Still, the practice is a widely accepted one. Indeed, many companies have polices that allow parents to take a day off to accompany their child on their first day of school. It is a policy that Jan Harp Domene, the national president of the Parent Teacher Association, applauds.
"The first day of school can be so scary -- especially the first day of kindergarten or preschool," she said. "It can be such a traumatic situation for a child if they are not ready for it."
However, child development experts say that while parental accompaniment can be important in making a child feel secure at school, parents must be very careful to strike a balance between support and suffocation.
"Going to school by yourself is an important developmental step for children," said Dr. David Fassler, clinical professor of psychiatry at the University of Vermont College of Medicine in Burlington. "Hanging on too tightly can send a message that you don't think the child can do it on his or her own."

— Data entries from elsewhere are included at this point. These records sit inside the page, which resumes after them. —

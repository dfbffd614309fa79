//! Sync endpoints
//!
//! Both endpoints run one sync invocation and translate its terminal state
//! into the response envelope.

use std::time::Instant;

use adsync_core::{AccountSyncRequest, CampaignSyncRequest, CredentialRequest};
use adsync_domain::{AdSyncError, Credential, SyncEntity, SyncOutcome};
use axum::extract::rejection::JsonRejection;
use axum::extract::State;
use axum::http::HeaderMap;
use axum::Json;
use serde::Deserialize;

use super::{authorization, ApiError, Envelope, SharedContext};
use crate::utils::logging::log_sync_execution;

/// Body of `POST /sync-ad-accounts`.
#[derive(Debug, Deserialize)]
#[serde(rename_all = "camelCase")]
pub struct SyncAdAccountsBody {
    #[serde(default)]
    pub access_token: Option<String>,
    #[serde(default)]
    pub use_stored_token: bool,
}

/// Body of `POST /sync-campaigns`.
#[derive(Debug, Deserialize)]
#[serde(rename_all = "camelCase")]
pub struct SyncCampaignsBody {
    #[serde(default)]
    pub ad_account_id: String,
    #[serde(default)]
    pub access_token: Option<String>,
    #[serde(default)]
    pub use_stored_token: bool,
}

/// Mirror the caller's ad accounts.
///
/// The owning user is resolved from the caller's session, never from the
/// body. Without the stored-token opt-in the credential is checked first, so
/// a blank token is reported as missing even when the session is absent.
pub async fn sync_ad_accounts(
    State(ctx): State<SharedContext>,
    headers: HeaderMap,
    payload: Result<Json<SyncAdAccountsBody>, JsonRejection>,
) -> Result<Json<Envelope>, ApiError> {
    let Json(body) = payload?;
    if !body.use_stored_token && body.access_token.as_deref().and_then(Credential::parse).is_none() {
        return Err(AdSyncError::MissingCredential.into());
    }
    let session = ctx.authenticate(authorization(&headers)).await?;

    let request = AccountSyncRequest {
        user_id: session.user_id,
        credential: CredentialRequest {
            supplied: body.access_token,
            use_stored: body.use_stored_token,
        },
    };

    let start = Instant::now();
    let outcome = ctx.account_sync.sync(request).await;
    log_sync_execution(SyncEntity::AdAccounts, start.elapsed(), &outcome);

    respond(outcome)
}

/// Mirror the campaigns of one ad account.
///
/// A session is required only when the stored credential is requested.
pub async fn sync_campaigns(
    State(ctx): State<SharedContext>,
    headers: HeaderMap,
    payload: Result<Json<SyncCampaignsBody>, JsonRejection>,
) -> Result<Json<Envelope>, ApiError> {
    let Json(body) = payload?;

    let user_id = if body.use_stored_token {
        Some(ctx.authenticate(authorization(&headers)).await?.user_id)
    } else {
        None
    };

    let request = CampaignSyncRequest {
        account_id: body.ad_account_id,
        user_id,
        credential: CredentialRequest {
            supplied: body.access_token,
            use_stored: body.use_stored_token,
        },
    };

    let start = Instant::now();
    let outcome = ctx.campaign_sync.sync(request).await;
    log_sync_execution(SyncEntity::Campaigns, start.elapsed(), &outcome);

    respond(outcome)
}

fn respond(outcome: SyncOutcome) -> Result<Json<Envelope>, ApiError> {
    let report = outcome.into_result()?;
    Ok(Json(Envelope::success(report.summary())))
}
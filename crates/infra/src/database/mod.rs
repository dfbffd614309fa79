//! Database implementations

pub mod ad_account_repository;
pub mod campaign_repository;
pub mod manager;
pub mod session_repository;
pub mod user_profile_repository;

pub use ad_account_repository::SqliteAdAccountRepository;
pub use campaign_repository::SqliteCampaignRepository;
pub use manager::{DbConnection, DbManager};
pub use session_repository::{hash_token, SqliteSessionRepository};
pub use user_profile_repository::SqliteUserProfileRepository;
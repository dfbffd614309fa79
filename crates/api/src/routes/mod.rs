//! HTTP routes
//!
//! Every failure is answered with `500 { success: false, error }`, where
//! `error` is the display text of the underlying [`AdSyncError`].

pub mod accounts;
pub mod health;
pub mod profile;
pub mod sync;

use std::sync::Arc;

use adsync_domain::AdSyncError;
use axum::extract::rejection::JsonRejection;
use axum::http::header::{AUTHORIZATION, CONTENT_TYPE};
use axum::http::{HeaderMap, HeaderName, Method, StatusCode};
use axum::response::{IntoResponse, Response};
use axum::routing::{get, post, put};
use axum::{Json, Router};
use serde::{Deserialize, Serialize};
use tower_http::cors::{Any, CorsLayer};
use tower_http::trace::TraceLayer;

use crate::context::AppContext;

/// Shared state handed to every handler.
pub type SharedContext = Arc<AppContext>;

/// Build the application router.
pub fn router(ctx: SharedContext) -> Router {
    Router::new()
        .route("/sync-ad-accounts", post(sync::sync_ad_accounts))
        .route("/sync-campaigns", post(sync::sync_campaigns))
        .route("/profile/access-token", put(profile::store_access_token))
        .route("/ad-accounts", get(accounts::list_ad_accounts))
        .route("/ad-accounts/{id}/campaigns", get(accounts::list_campaigns))
        .route("/health", get(health::health))
        .layer(TraceLayer::new_for_http())
        .layer(cors_layer())
        .with_state(ctx)
}

fn cors_layer() -> CorsLayer {
    CorsLayer::new()
        .allow_origin(Any)
        .allow_methods([Method::GET, Method::POST, Method::PUT, Method::OPTIONS])
        .allow_headers([
            AUTHORIZATION,
            HeaderName::from_static("x-client-info"),
            HeaderName::from_static("apikey"),
            CONTENT_TYPE,
        ])
}

/// Response body of the write endpoints.
#[derive(Debug, Clone, PartialEq, Eq, Serialize, Deserialize)]
pub struct Envelope {
    pub success: bool,
    #[serde(default, skip_serializing_if = "Option::is_none")]
    pub message: Option<String>,
    #[serde(default, skip_serializing_if = "Option::is_none")]
    pub error: Option<String>,
}

impl Envelope {
    pub fn success(message: impl Into<String>) -> Self {
        Self { success: true, message: Some(message.into()), error: None }
    }

    pub fn failure(error: impl Into<String>) -> Self {
        Self { success: false, message: None, error: Some(error.into()) }
    }
}

/// Handler error rendered as the failure envelope.
#[derive(Debug)]
pub struct ApiError(pub AdSyncError);

impl From<AdSyncError> for ApiError {
    fn from(err: AdSyncError) -> Self {
        Self(err)
    }
}

impl From<JsonRejection> for ApiError {
    fn from(rejection: JsonRejection) -> Self {
        Self(AdSyncError::InvalidInput(format!("invalid request body: {}", rejection.body_text())))
    }
}

impl IntoResponse for ApiError {
    fn into_response(self) -> Response {
        (StatusCode::INTERNAL_SERVER_ERROR, Json(Envelope::failure(self.0.to_string())))
            .into_response()
    }
}

/// Raw `Authorization` header value, if present and valid UTF-8.
pub(crate) fn authorization(headers: &HeaderMap) -> Option<&str> {
    headers.get(AUTHORIZATION).and_then(|value| value.to_str().ok())
}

And William Garrison, director of developmental and behavioral pediatrics at the University of Massachusetts Medical School, says parents should be careful to draw a line where the hand-holding stops -- particularly when it comes to attending class with the child.
"This is not a good thing unless the school asks all parents to do so on the first day," he said. But, he added, "Taking the child to school the first day and walking them to the classroom or front door can be fine since many parents and kids do this."
But while concerned parents may say that they tag along for the sake of their kids, they may be doing it to quell their own separation anxiety.
"The take-away message is that the decision is based on where the child is -- not the parent," said Jay Reeve, associate professor of psychology at Florida State University in Tallahassee. "Parents, too, may have some adjustments to make with the new school year, but whether to accompany your child or not should be based on what the child needs -- not whether the parent is having trouble letting go or, alternatively, eager to have their freedom."
One solution that could help put parents' minds at ease is to make a pre-first-day visit to the school. Most schools -- particularly primary schools -- coordinate such programs, which often present parents with the perfect opportunity to get a sense of the experience that their child will have on his or her first day.